[Dataset entries]
%%

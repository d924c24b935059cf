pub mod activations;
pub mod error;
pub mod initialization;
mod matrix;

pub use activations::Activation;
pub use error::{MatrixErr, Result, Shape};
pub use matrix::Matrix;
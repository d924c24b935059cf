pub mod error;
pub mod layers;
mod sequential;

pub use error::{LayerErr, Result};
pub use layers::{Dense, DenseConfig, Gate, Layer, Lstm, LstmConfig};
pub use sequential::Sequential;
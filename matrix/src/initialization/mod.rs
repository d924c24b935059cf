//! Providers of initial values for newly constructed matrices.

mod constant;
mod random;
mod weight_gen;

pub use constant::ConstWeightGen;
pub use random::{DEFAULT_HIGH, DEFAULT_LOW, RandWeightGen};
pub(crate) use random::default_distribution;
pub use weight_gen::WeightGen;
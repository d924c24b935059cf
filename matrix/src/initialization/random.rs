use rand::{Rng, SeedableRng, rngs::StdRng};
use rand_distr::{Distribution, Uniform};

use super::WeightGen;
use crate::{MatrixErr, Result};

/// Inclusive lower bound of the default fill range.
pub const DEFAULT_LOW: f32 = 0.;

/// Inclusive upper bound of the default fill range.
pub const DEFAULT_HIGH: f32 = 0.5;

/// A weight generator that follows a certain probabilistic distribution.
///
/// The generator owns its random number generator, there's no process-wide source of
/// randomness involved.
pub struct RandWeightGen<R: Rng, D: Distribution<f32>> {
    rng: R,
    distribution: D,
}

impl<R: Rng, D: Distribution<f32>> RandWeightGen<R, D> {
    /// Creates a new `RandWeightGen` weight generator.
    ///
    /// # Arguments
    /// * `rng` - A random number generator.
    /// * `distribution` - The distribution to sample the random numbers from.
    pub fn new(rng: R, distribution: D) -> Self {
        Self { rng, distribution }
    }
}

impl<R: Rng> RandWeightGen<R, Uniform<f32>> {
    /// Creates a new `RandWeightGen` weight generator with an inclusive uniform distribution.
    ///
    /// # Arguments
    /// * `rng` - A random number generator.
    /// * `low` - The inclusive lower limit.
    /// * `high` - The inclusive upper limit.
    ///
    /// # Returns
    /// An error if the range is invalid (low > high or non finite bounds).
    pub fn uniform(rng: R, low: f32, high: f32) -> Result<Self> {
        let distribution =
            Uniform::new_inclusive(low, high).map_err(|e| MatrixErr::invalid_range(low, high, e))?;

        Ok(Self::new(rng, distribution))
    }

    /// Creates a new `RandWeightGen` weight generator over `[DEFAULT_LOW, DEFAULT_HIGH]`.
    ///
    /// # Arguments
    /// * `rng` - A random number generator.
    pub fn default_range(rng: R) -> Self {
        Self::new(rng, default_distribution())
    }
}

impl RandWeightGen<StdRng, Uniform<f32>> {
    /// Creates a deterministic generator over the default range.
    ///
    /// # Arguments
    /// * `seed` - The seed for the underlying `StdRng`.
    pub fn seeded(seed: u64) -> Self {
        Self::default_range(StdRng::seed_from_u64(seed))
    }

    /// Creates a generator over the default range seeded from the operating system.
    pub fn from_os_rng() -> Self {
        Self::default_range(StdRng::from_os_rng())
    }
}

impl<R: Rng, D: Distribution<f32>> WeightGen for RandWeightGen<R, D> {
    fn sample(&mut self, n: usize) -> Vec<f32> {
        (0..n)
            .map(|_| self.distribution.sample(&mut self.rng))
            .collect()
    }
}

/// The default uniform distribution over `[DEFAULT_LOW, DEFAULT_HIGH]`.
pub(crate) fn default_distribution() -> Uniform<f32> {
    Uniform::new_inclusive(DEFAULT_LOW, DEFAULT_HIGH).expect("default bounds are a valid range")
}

%%
%%

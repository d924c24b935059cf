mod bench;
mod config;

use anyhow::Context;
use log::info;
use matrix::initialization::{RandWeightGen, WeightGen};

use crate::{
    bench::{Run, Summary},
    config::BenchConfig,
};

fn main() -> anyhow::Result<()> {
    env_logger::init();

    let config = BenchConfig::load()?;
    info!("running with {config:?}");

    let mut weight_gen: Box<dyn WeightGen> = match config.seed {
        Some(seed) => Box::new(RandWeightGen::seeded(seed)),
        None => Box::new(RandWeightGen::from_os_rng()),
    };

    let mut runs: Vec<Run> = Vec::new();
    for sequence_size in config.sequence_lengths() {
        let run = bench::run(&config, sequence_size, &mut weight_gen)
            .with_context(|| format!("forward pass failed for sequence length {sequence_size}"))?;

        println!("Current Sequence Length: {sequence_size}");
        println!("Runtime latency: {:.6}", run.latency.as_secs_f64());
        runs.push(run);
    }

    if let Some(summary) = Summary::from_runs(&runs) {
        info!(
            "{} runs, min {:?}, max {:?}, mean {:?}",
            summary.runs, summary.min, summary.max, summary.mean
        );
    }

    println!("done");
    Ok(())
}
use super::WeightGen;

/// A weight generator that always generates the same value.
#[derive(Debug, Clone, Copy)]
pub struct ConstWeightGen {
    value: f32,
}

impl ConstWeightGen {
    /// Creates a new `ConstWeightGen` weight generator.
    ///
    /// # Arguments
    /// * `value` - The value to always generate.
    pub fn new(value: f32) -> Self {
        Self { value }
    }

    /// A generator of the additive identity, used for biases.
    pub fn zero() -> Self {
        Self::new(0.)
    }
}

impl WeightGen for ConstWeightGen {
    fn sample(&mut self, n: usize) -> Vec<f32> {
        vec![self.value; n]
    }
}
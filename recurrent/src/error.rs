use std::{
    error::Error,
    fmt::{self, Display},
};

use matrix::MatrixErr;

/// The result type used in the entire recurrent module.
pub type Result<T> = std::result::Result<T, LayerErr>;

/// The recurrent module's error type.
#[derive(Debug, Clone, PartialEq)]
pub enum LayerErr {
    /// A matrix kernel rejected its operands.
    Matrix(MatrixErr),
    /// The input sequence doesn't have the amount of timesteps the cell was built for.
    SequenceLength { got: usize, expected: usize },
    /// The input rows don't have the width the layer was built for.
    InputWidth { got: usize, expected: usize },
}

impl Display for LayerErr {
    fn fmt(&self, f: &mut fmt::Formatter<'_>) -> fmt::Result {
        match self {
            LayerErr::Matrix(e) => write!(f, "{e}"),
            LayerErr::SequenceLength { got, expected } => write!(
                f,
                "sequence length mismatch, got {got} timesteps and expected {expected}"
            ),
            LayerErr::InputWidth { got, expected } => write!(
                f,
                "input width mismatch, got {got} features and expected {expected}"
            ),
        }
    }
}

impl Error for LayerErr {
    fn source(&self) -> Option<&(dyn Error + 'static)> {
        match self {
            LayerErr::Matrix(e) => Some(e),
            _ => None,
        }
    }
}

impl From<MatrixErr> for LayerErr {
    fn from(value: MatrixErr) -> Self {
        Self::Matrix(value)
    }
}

%%
%%

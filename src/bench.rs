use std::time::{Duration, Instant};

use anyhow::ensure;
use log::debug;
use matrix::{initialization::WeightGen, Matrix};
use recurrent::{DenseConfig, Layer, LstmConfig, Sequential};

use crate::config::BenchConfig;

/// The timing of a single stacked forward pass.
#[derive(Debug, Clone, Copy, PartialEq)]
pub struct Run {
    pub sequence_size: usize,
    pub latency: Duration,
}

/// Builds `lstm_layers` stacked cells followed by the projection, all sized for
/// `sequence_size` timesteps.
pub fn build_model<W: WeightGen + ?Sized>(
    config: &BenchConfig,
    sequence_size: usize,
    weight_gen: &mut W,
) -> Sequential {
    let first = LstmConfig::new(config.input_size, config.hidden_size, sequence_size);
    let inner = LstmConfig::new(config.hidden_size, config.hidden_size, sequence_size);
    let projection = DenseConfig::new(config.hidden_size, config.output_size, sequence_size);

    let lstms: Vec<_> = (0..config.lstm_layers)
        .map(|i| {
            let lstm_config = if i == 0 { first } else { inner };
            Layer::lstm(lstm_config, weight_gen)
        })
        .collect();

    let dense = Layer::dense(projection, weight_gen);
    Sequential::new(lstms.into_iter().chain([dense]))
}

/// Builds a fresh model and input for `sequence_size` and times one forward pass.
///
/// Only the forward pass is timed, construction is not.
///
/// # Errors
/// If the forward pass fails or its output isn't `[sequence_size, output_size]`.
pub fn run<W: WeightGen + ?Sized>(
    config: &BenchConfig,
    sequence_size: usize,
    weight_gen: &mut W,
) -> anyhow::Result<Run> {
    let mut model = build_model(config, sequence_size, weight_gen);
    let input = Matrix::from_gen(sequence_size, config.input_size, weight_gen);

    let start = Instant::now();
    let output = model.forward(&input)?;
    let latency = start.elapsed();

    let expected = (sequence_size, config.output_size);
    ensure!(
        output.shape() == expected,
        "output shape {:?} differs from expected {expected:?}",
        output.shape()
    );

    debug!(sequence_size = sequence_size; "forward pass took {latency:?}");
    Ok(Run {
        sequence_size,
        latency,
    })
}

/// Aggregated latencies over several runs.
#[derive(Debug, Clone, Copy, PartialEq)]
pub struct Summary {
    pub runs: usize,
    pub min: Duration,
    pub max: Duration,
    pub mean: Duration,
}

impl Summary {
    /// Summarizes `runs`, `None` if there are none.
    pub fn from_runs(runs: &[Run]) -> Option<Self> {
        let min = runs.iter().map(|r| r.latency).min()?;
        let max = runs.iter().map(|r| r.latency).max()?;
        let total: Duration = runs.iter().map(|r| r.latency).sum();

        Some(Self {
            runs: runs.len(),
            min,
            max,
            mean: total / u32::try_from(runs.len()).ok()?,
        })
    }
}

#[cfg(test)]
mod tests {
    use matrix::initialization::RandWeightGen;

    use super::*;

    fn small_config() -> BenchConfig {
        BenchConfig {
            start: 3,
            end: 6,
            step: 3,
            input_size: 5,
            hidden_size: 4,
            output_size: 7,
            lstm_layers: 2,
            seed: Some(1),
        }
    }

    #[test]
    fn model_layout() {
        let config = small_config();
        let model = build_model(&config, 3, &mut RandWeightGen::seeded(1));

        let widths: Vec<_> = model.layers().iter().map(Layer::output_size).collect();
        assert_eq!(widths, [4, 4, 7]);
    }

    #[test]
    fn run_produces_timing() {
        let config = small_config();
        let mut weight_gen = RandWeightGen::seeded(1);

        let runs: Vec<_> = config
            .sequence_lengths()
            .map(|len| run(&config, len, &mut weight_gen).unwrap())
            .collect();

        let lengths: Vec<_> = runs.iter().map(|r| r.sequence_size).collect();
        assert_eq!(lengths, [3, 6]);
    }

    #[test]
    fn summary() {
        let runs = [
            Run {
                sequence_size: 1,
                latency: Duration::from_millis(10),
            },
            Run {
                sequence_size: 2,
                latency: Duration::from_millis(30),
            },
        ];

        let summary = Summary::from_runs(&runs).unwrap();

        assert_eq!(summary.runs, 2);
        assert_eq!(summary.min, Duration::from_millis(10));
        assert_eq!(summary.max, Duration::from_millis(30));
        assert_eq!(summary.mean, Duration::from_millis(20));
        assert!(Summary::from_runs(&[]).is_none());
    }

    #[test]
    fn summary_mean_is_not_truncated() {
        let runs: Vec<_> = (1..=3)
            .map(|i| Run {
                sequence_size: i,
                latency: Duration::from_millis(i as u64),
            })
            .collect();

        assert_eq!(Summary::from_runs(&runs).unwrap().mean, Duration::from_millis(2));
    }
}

%%

Across the entries above, find the lines with the string "projection" and copy them.

/// Builds `lstm_layers` stacked cells followed by the projection, all sized for
    let projection = DenseConfig::new(config.hidden_size, config.output_size, sequence_size);
    let dense = Layer::dense(projection, weight_gen);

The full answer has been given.